◆ TASK REQUIREMENTS
Copy out each line of the data that holds the word "ConfigurationError".

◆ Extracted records
****
//! Formato del blob de datos: un objeto JSON `campo -> valor`.

use serde_json::{Map, Value};

use crate::errors::CoreFormError;

pub type StepData = Map<String, Value>;

pub fn encode_data(data: &StepData) -> Result<String, CoreFormError> {
    serde_json::to_string(data).map_err(|e| CoreFormError::Serialization(e.to_string()))
}

/// Un blob vacío equivale a un step sin datos todavía.
pub fn decode_data(blob: &str) -> Result<StepData, CoreFormError> {
    if blob.trim().is_empty() {
        return Ok(StepData::new());
    }
    match serde_json::from_str::<Value>(blob) {
        Ok(Value::Object(map)) => Ok(map),
        Ok(other) => Err(CoreFormError::Deserialization(format!("expected object, got {}", type_name(&other)))),
        Err(e) => Err(CoreFormError::Deserialization(e.to_string())),
    }
}

fn type_name(v: &Value) -> &'static str {
    match v {
        Value::Null => "null",
        Value::Bool(_) => "bool",
        Value::Number(_) => "number",
        Value::String(_) => "string",
        Value::Array(_) => "array",
        Value::Object(_) => "object",
    }
}
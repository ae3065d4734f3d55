//! form-adapters: wizards concretos construidos sobre `form-core`.
//!
//! Por ahora un único wizard de alta de cuenta (`SignupStep`):
//! account -> profile -> plan -> [payment | confirm] -> confirm.
//! `plan` declara dos candidatos; el motor siempre continúa en el primero
//! (`payment`), que por eso admite quedar vacío en el plan gratuito.

pub mod steps;

use form_core::{step_types, StepDefinition, StepRegistry};

use steps::{AccountForm, ConfirmForm, PaymentForm, PlanForm, ProfileForm};

step_types! {
    /// Variantes del wizard de alta.
    pub enum SignupStep {
        Account => "account",
        Profile => "profile",
        Plan => "plan",
        Payment => "payment",
        Confirm => "confirm",
    }
}

/// Registry completo del wizard de alta. `account` es el punto de entrada.
pub fn signup_registry() -> StepRegistry<SignupStep> {
    StepRegistry::new().with(StepDefinition::new(SignupStep::Account, "Create your account").then(SignupStep::Profile),
                             AccountForm)
                       .with(StepDefinition::new(SignupStep::Profile, "Tell us about you").then(SignupStep::Plan),
                             ProfileForm)
                       .with(StepDefinition::new(SignupStep::Plan, "Choose a plan").branch([SignupStep::Payment,
                                                                                           SignupStep::Confirm]),
                             PlanForm)
                       .with(StepDefinition::new(SignupStep::Payment, "Payment details").then(SignupStep::Confirm),
                             PaymentForm)
                       .with(StepDefinition::new(SignupStep::Confirm, "Confirm").final_step(), ConfirmForm)
}
//! Registros persistidos de steps.
//!
//! Un `StepRecord` es la instancia de una variante dentro de una sesión: el
//! blob serializado de sus campos más el timestamp de última modificación.
//! El único camino de escritura es `FormStep::save_data`.

pub mod data;

use chrono::{DateTime, Utc};
use uuid::Uuid;

use crate::errors::CoreFormError;
use crate::step::StepType;

pub use data::{decode_data, encode_data, StepData};

#[derive(Debug, Clone, PartialEq, Eq)]
pub struct StepRecord<K: StepType> {
    pub id: i64,
    pub session_id: Uuid,
    pub step_type: K,
    pub data: String, // blob JSON (ver `data`)
    pub modified_at: DateTime<Utc>,
}

impl<K: StepType> StepRecord<K> {
    /// Restaura el mapping campo -> valor.
    pub fn load_data(&self) -> Result<StepData, CoreFormError> {
        decode_data(&self.data)
    }
}
use form_core::step::validation::regex;
use form_core::{ExtraAction, Field, FieldKind, StepForm, StepValidator};

pub struct PaymentForm;

impl StepForm for PaymentForm {
    fn fields(&self) -> Option<Vec<Field>> {
        Some(vec![Field::new("card_number", "Card number", FieldKind::Text).help("Leave empty on the free plan"),
                  Field::new("card_holder", "Card holder", FieldKind::Text)])
    }

    fn extra_actions(&self) -> Vec<ExtraAction> {
        vec![ExtraAction::new("pay_later", "Pay later")]
    }

    fn validator(&self) -> Option<StepValidator> {
        Some(StepValidator::new().rule("card_number", regex(r"^\d{12,19}$").expect("static card pattern")))
    }
}
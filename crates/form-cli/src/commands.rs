//! Ejecución de los subcomandos sobre un `FormEngine` genérico en el store.
//! La salida se acumula en un `Report` para que el binario decida cómo
//! imprimirla.

use anyhow::Result;
use form_adapters::SignupStep;
use form_core::record::decode_data;
use form_core::step::{IssueTarget, Severity};
use form_core::{ConfigurationError, CoreFormError, FormEngine, Session, StepStore, StepType, SubmitOutcome,
                ValidationIssue};
use tracing::info;
use uuid::Uuid;

use crate::cli::Command;

#[derive(Debug, Default, Clone, PartialEq, Eq)]
pub struct Report {
    pub lines: Vec<String>,
    /// El submit fue rechazado por validación.
    pub rejected: bool,
}

impl Report {
    fn line(&mut self, text: impl Into<String>) {
        self.lines.push(text.into());
    }
}

pub fn execute<S: StepStore<SignupStep>>(engine: &mut FormEngine<SignupStep, S>, command: &Command) -> Result<Report> {
    let mut report = Report::default();
    match command {
        Command::Start => {
            let session = engine.start()?;
            info!("cli start session={}", session.id);
            describe_session(engine, &session, &mut report)?;
        }
        Command::Show(args) => {
            let session = session_for(engine, &args.session)?;
            describe_session(engine, &session, &mut report)?;
            let records = engine.store().list_records(session.id)?;
            report.line(format!("records: {}", records.len()));
            for record in records {
                report.line(format!("  {} #{} {} {}",
                                    record.step_type,
                                    record.id,
                                    record.modified_at.to_rfc3339(),
                                    record.data));
            }
        }
        Command::Submit(args) => {
            let session = session_for(engine, &args.target.session)?;
            let data = decode_data(&args.data)?;
            match engine.submit(session.id, args.target.step, data)? {
                SubmitOutcome::Invalid(issues) => {
                    report.rejected = true;
                    report.line(format!("rejected: {}", args.target.step));
                    issues.iter().for_each(|i| report.line(format_issue(i)));
                }
                SubmitOutcome::Advanced { next, warnings } => {
                    warnings.iter().for_each(|i| report.line(format_issue(i)));
                    let session = engine.store().get_session(session.id)?;
                    report.line(format!("next: {next}"));
                    report.line(format!("link: {}", engine.links().build(&session, next)));
                }
                SubmitOutcome::Completed { warnings } => {
                    warnings.iter().for_each(|i| report.line(format_issue(i)));
                    report.line("completed");
                }
            }
        }
        Command::Back(args) => {
            let session = session_for(engine, &args.session)?;
            match engine.back(session.id, args.step)? {
                Some(previous) => {
                    report.line(format!("back: {previous}"));
                    report.line(format!("link: {}", engine.links().build(&session, previous)));
                }
                None => report.line(format!("no previous step before {}", args.step)),
            }
        }
        Command::Link(args) => {
            let session = session_for(engine, &args.session)?;
            engine.registry().definition(args.step)?;
            report.line(engine.links().build(&session, args.step));
        }
        Command::Resume(args) => {
            let session = engine.resume(&args.token)?;
            describe_session(engine, &session, &mut report)?;
        }
    }
    Ok(report)
}

/// `--session` del operador: el id sigue valiendo aunque la sesión ya tenga
/// hash. Los links públicos (`resume --token`) sólo aceptan el hash.
fn session_for<S: StepStore<SignupStep>>(engine: &FormEngine<SignupStep, S>,
                                         raw: &str)
                                         -> Result<Session<SignupStep>, CoreFormError> {
    match Uuid::parse_str(raw) {
        Ok(id) => engine.store().get_session(id),
        Err(_) => engine.resume(raw),
    }
}

fn describe_session<S: StepStore<SignupStep>>(engine: &FormEngine<SignupStep, S>,
                                              session: &Session<SignupStep>,
                                              report: &mut Report)
                                              -> Result<()> {
    report.line(format!("session: {}", session.id));
    report.line(format!("token: {}", session.token()));
    let Some(step) = session.current_step else {
        report.line("current: (completed)");
        return Ok(());
    };
    let definition = engine.registry().definition(step)?;
    report.line(format!("current: {} ({})", step.as_str(), definition.title));
    report.line(format!("link: {}", engine.links().build(session, step)));
    let form = engine.registry().form(step)?;
    let fields = form.fields()
                     .ok_or_else(|| ConfigurationError::FieldsNotImplemented { step: step.as_str().to_string() })
                     .map_err(CoreFormError::from)?;
    for field in fields {
        let marker = if field.required { "*" } else { "" };
        report.line(format!("  {}{marker} {:?} {}", field.name, field.kind, field.label));
    }
    for action in form.extra_actions() {
        report.line(format!("  [{}] {}", action.name, action.label));
    }
    Ok(())
}

fn format_issue(issue: &ValidationIssue) -> String {
    let level = match issue.severity {
        Severity::Error => "error",
        Severity::Warning => "warning",
    };
    match &issue.target {
        IssueTarget::Field(name) => format!("{level}: {name}: {}", issue.message),
        IssueTarget::Step => format!("{level}: {}", issue.message),
    }
}

/// Código de salida: 3 datos JSON inválidos, 4 sesión o token desconocido,
/// 5 cualquier otro fallo (configuración, storage, archivo de estado).
pub fn exit_code(err: &anyhow::Error) -> u8 {
    match err.downcast_ref::<CoreFormError>() {
        Some(CoreFormError::Deserialization(_)) => 3,
        Some(CoreFormError::SessionNotFound(_) | CoreFormError::RecordNotFound(_) | CoreFormError::InvalidToken(_)) => 4,
        _ => 5,
    }
}
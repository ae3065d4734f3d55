//! Forms de cada paso del wizard de alta.

mod account;
mod confirm;
mod payment;
mod plan;
mod profile;

pub use account::AccountForm;
pub use confirm::ConfirmForm;
pub use payment::PaymentForm;
pub use plan::{PlanForm, PLANS};
pub use profile::ProfileForm;
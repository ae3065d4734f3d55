use super::{LinkConfig, Session};
use crate::errors::CoreFormError;
use crate::record::StepRecord;
use crate::step::StepType;

/// Par (sesión, record) verificado: el record pertenece a la sesión.
#[derive(Debug, Clone, PartialEq, Eq)]
pub struct SessionBinding<K: StepType> {
    session: Session<K>,
    record: StepRecord<K>,
}

impl<K: StepType> SessionBinding<K> {
    pub fn new(session: Session<K>, record: StepRecord<K>) -> Result<Self, CoreFormError> {
        if record.session_id != session.id {
            return Err(CoreFormError::SessionMismatch { record: record.id,
                                                        session: session.id });
        }
        Ok(Self { session, record })
    }

    pub fn session(&self) -> &Session<K> {
        &self.session
    }

    pub fn record(&self) -> &StepRecord<K> {
        &self.record
    }

    pub(crate) fn replace_record(&mut self, record: StepRecord<K>) {
        self.record = record;
    }

    /// `true` sii la variante del record es la apuntada por la sesión.
    pub fn is_current_step(&self) -> bool {
        self.session.current_step == Some(self.record.step_type)
    }

    pub fn link(&self, config: &LinkConfig) -> String {
        config.build(&self.session, self.record.step_type)
    }
}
****
◆ SOLUTION
use form_core::{ConfigurationError, CoreFormError, FormEngine, Session, StepStore, StepType, SubmitOutcome,
                     .ok_or_else(|| ConfigurationError::FieldsNotImplemented { step: step.as_str().to_string() })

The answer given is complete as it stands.